What is being asked
Scan the entries and tally the lines that include the string "Some". Reply with the figure alone.

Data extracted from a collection
..............................
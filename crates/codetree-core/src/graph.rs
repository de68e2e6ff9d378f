//! Intra-repository dependency graph backed by petgraph::DiGraph.

use std::collections::{HashMap, HashSet};

use petgraph::graph::{DiGraph, NodeIndex};
use petgraph::visit::EdgeRef;

use crate::config::{Confidence, DependencyEdge, ReferenceKind};

/// Directed file-to-file graph. Nodes are inventory paths; parallel edges
/// with the same `(from, to, kind)` collapse to one. Cycles are allowed.
pub struct DependencyGraph {
    graph: DiGraph<String, (ReferenceKind, Confidence)>,
    /// O(1) path → NodeIndex lookup.
    path_index: HashMap<String, NodeIndex>,
    seen_edges: HashSet<(NodeIndex, NodeIndex, ReferenceKind)>,
}

impl DependencyGraph {
    pub fn new() -> Self {
        Self {
            graph: DiGraph::new(),
            path_index: HashMap::new(),
            seen_edges: HashSet::new(),
        }
    }

    fn ensure_node(&mut self, path: &str) -> NodeIndex {
        if let Some(&idx) = self.path_index.get(path) {
            idx
        } else {
            let idx = self.graph.add_node(path.to_string());
            self.path_index.insert(path.to_string(), idx);
            idx
        }
    }

    /// Register an inventory file so it appears as a node even without edges.
    pub fn add_file(&mut self, path: &str) {
        self.ensure_node(path);
    }

    /// Add a resolved edge. Self-references and duplicates of an existing
    /// `(from, to, kind)` are dropped; returns whether an edge was added.
    pub fn add_edge(
        &mut self,
        from: &str,
        to: &str,
        kind: ReferenceKind,
        confidence: Confidence,
    ) -> bool {
        if from == to {
            return false;
        }
        let a = self.ensure_node(from);
        let b = self.ensure_node(to);
        if !self.seen_edges.insert((a, b, kind)) {
            return false;
        }
        self.graph.add_edge(a, b, (kind, confidence));
        true
    }

    pub fn node_count(&self) -> usize {
        self.graph.node_count()
    }

    pub fn edge_count(&self) -> usize {
        self.graph.edge_count()
    }

    /// All edges, sorted by `(from, to, kind)` for stable output.
    pub fn edges(&self) -> Vec<DependencyEdge> {
        let mut edges: Vec<DependencyEdge> = self
            .graph
            .edge_references()
            .map(|e| DependencyEdge {
                from: self.graph[e.source()].clone(),
                to: self.graph[e.target()].clone(),
                kind: e.weight().0,
                confidence: e.weight().1,
            })
            .collect();
        edges.sort_by(|a, b| {
            (&a.from, &a.to, a.kind).cmp(&(&b.from, &b.to, b.kind))
        });
        edges
    }
}

impl Default for DependencyGraph {
    fn default() -> Self {
        Self::new()
    }
}

#[cfg(test)]
mod tests {
    use super::*;
    use pretty_assertions::assert_eq;

    #[test]
    fn duplicate_edges_collapse() {
        let mut g = DependencyGraph::new();
        assert!(g.add_edge("a.py", "b.py", ReferenceKind::Import, Confidence::Exact));
        assert!(!g.add_edge("a.py", "b.py", ReferenceKind::Import, Confidence::Exact));
        assert_eq!(g.edge_count(), 1);
    }

    #[test]
    fn same_pair_different_kind_kept() {
        let mut g = DependencyGraph::new();
        g.add_edge("a.py", "b.py", ReferenceKind::Import, Confidence::Exact);
        g.add_edge("a.py", "b.py", ReferenceKind::Extends, Confidence::Heuristic);
        assert_eq!(g.edge_count(), 2);
    }

    #[test]
    fn self_reference_dropped() {
        let mut g = DependencyGraph::new();
        assert!(!g.add_edge("a.py", "a.py", ReferenceKind::Import, Confidence::Exact));
        assert_eq!(g.edge_count(), 0);
    }

    #[test]
    fn cycles_are_allowed() {
        let mut g = DependencyGraph::new();
        g.add_edge("a.py", "b.py", ReferenceKind::Import, Confidence::Exact);
        g.add_edge("b.py", "a.py", ReferenceKind::Import, Confidence::Exact);
        assert_eq!(g.edge_count(), 2);
    }

    #[test]
    fn edges_sorted_for_stable_output() {
        let mut g = DependencyGraph::new();
        g.add_edge("z.py", "a.py", ReferenceKind::Import, Confidence::Exact);
        g.add_edge("a.py", "z.py", ReferenceKind::Import, Confidence::Exact);
        g.add_edge("a.py", "b.py", ReferenceKind::Import, Confidence::Exact);
        let edges = g.edges();
        let froms: Vec<_> = edges.iter().map(|e| e.from.as_str()).collect();
        assert_eq!(froms, vec!["a.py", "a.py", "z.py"]);
        assert_eq!(edges[0].to, "b.py");
    }

    #[test]
    fn files_without_edges_are_nodes() {
        let mut g = DependencyGraph::new();
        g.add_file("lonely.py");
        assert_eq!(g.node_count(), 1);
        assert!(g.edges().is_empty());
    }
}
//! JavaScript / TypeScript / JSX / TSX language analyzer.
//!
//! A heuristic scan shared by the whole ECMAScript family. Import and
//! require specifiers, top-level declarations and exports are matched by
//! pattern; UI components are recognized either by a body that evidently
//! returns JSX markup or by a class extending a known component base.

use std::collections::HashSet;
use std::sync::LazyLock;

use regex::Regex;

use super::{
    dedup_qualified_names, module_symbol, FileAnalysis, LanguageAnalyzer,
};
use crate::config::{Language, RawReference, ReferenceKind, Symbol, SymbolKind};

static IMPORT_PATTERN: LazyLock<Regex> = LazyLock::new(|| {
    Regex::new(r#"(?m)^\s*import\s+(?:[^'"\n]+?\s+from\s+)?['"]([^'"]+)['"]"#).unwrap()
});

static REEXPORT_PATTERN: LazyLock<Regex> = LazyLock::new(|| {
    Regex::new(r#"(?m)^\s*export\s+(?:\*(?:\s+as\s+\w+)?|\{[^}]*\})\s+from\s+['"]([^'"]+)['"]"#)
        .unwrap()
});

static REQUIRE_PATTERN: LazyLock<Regex> =
    LazyLock::new(|| Regex::new(r#"\brequire\(\s*['"]([^'"]+)['"]\s*\)"#).unwrap());

static DYNAMIC_IMPORT_PATTERN: LazyLock<Regex> =
    LazyLock::new(|| Regex::new(r#"\bimport\(\s*['"]([^'"]+)['"]\s*\)"#).unwrap());

static CLASS_PATTERN: LazyLock<Regex> = LazyLock::new(|| {
    Regex::new(r"(?m)^\s*(?:export\s+)?(?:default\s+)?class\s+([A-Za-z_$][\w$]*)(?:\s+extends\s+([\w.$]+))?")
        .unwrap()
});

static FUNCTION_PATTERN: LazyLock<Regex> = LazyLock::new(|| {
    Regex::new(r"(?m)^\s*(?:export\s+)?(?:default\s+)?(?:async\s+)?function\s*\*?\s*([A-Za-z_$][\w$]*)?\s*\(")
        .unwrap()
});

static ARROW_PATTERN: LazyLock<Regex> = LazyLock::new(|| {
    Regex::new(
        r"(?m)^\s*(?:export\s+)?(?:const|let|var)\s+([A-Za-z_$][\w$]*)\s*=\s*(?:async\s*)?(?:\([^)\n]*\)\s*(?::[^=\n]+?)?|[A-Za-z_$][\w$]*)\s*=>",
    )
    .unwrap()
});

/// Evidence that a body renders JSX-like markup.
static MARKUP_RETURN_PATTERN: LazyLock<Regex> =
    LazyLock::new(|| Regex::new(r"(?:return|=>)\s*\(?\s*<[A-Za-z>/]").unwrap());

static COMPONENT_BASES: LazyLock<HashSet<&'static str>> = LazyLock::new(|| {
    [
        "React.Component",
        "React.PureComponent",
        "Component",
        "PureComponent",
    ]
    .into_iter()
    .collect()
});

fn line_number_from_offset(source: &str, offset: usize) -> usize {
    let end = offset.min(source.len());
    source.as_bytes()[..end]
        .iter()
        .filter(|&&b| b == b'\n')
        .count()
        + 1
}

/// A candidate declaration before classification.
struct Candidate {
    offset: usize,
    name: String,
    line: usize,
    base: CandidateBase,
}

enum CandidateBase {
    Function,
    Arrow,
    Class { extends: Option<String> },
}

pub struct JavaScriptAnalyzer;

impl Default for JavaScriptAnalyzer {
    fn default() -> Self {
        Self
    }
}

impl JavaScriptAnalyzer {
    pub fn new() -> Self {
        Self
    }

    fn collect_references(source: &str, path: &str, refs: &mut Vec<RawReference>) {
        for caps in IMPORT_PATTERN.captures_iter(source) {
            let m = caps.get(1).expect("pattern has one group");
            refs.push(RawReference::new(
                path,
                m.as_str(),
                ReferenceKind::Import,
                line_number_from_offset(source, m.start()),
            ));
        }
        for caps in REEXPORT_PATTERN.captures_iter(source) {
            let m = caps.get(1).expect("pattern has one group");
            refs.push(RawReference::new(
                path,
                m.as_str(),
                ReferenceKind::Import,
                line_number_from_offset(source, m.start()),
            ));
        }
        for caps in REQUIRE_PATTERN.captures_iter(source) {
            let m = caps.get(1).expect("pattern has one group");
            refs.push(RawReference::new(
                path,
                m.as_str(),
                ReferenceKind::Require,
                line_number_from_offset(source, m.start()),
            ));
        }
        for caps in DYNAMIC_IMPORT_PATTERN.captures_iter(source) {
            let m = caps.get(1).expect("pattern has one group");
            refs.push(RawReference::new(
                path,
                m.as_str(),
                ReferenceKind::Import,
                line_number_from_offset(source, m.start()),
            ));
        }
    }

    fn collect_candidates(source: &str) -> Vec<Candidate> {
        let mut candidates = Vec::new();

        for caps in CLASS_PATTERN.captures_iter(source) {
            let whole = caps.get(0).expect("match exists");
            let name = caps.get(1).expect("pattern has a name group");
            candidates.push(Candidate {
                offset: whole.start(),
                name: name.as_str().to_string(),
                line: line_number_from_offset(source, name.start()),
                base: CandidateBase::Class {
                    extends: caps.get(2).map(|m| m.as_str().to_string()),
                },
            });
        }
        for caps in FUNCTION_PATTERN.captures_iter(source) {
            let whole = caps.get(0).expect("match exists");
            let (name, name_start) = match caps.get(1) {
                Some(m) => (m.as_str().to_string(), m.start()),
                // Anonymous default export.
                None => ("default".to_string(), whole.start()),
            };
            candidates.push(Candidate {
                offset: whole.start(),
                name,
                line: line_number_from_offset(source, name_start),
                base: CandidateBase::Function,
            });
        }
        for caps in ARROW_PATTERN.captures_iter(source) {
            let whole = caps.get(0).expect("match exists");
            let name = caps.get(1).expect("pattern has a name group");
            candidates.push(Candidate {
                offset: whole.start(),
                name: name.as_str().to_string(),
                line: line_number_from_offset(source, name.start()),
                base: CandidateBase::Arrow,
            });
        }

        candidates.sort_by_key(|c| c.offset);
        candidates
    }
}

impl LanguageAnalyzer for JavaScriptAnalyzer {
    fn extensions(&self) -> &[&str] {
        &["js", "jsx", "ts", "tsx", "mjs", "cjs"]
    }

    fn language_for_ext(&self, ext: &str) -> Language {
        match ext {
            "ts" => Language::TypeScript,
            "tsx" => Language::Tsx,
            "jsx" => Language::Jsx,
            _ => Language::JavaScript,
        }
    }

    fn analyze(&self, source: &str, path: &str) -> FileAnalysis {
        let line_count = source.lines().count();
        let mut module = module_symbol(path, Some(line_count));
        let mut refs = Vec::new();
        Self::collect_references(source, path, &mut refs);

        let candidates = Self::collect_candidates(source);

        // The body of each declaration runs until the next one starts;
        // good enough for markup detection and line ranges.
        let mut seen = HashSet::new();
        for (i, candidate) in candidates.iter().enumerate() {
            if !seen.insert(candidate.name.clone()) {
                continue;
            }
            let body_end = candidates
                .get(i + 1)
                .map(|next| next.offset)
                .unwrap_or(source.len());
            let body = &source[candidate.offset..body_end];

            let kind = match &candidate.base {
                CandidateBase::Class { extends } => {
                    if let Some(base) = extends {
                        refs.push(RawReference::new(
                            path,
                            base,
                            ReferenceKind::Extends,
                            candidate.line,
                        ));
                        if COMPONENT_BASES.contains(base.as_str()) {
                            SymbolKind::Component
                        } else {
                            SymbolKind::Class
                        }
                    } else {
                        SymbolKind::Class
                    }
                }
                CandidateBase::Function | CandidateBase::Arrow => {
                    if MARKUP_RETURN_PATTERN.is_match(body) {
                        SymbolKind::Component
                    } else {
                        SymbolKind::Function
                    }
                }
            };

            let qualified = format!("{}.{}", module.qualified_name, candidate.name);
            let mut sym = Symbol::new(kind, &candidate.name, &qualified, candidate.line);
            sym.line_end = line_number_from_offset(source, body_end.saturating_sub(1))
                .max(candidate.line);
            module.children.push(sym);
        }

        dedup_qualified_names(&mut module);
        FileAnalysis {
            symbols: module,
            references: refs,
            diagnostic: None,
        }
    }
}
..............................
Solved problem
4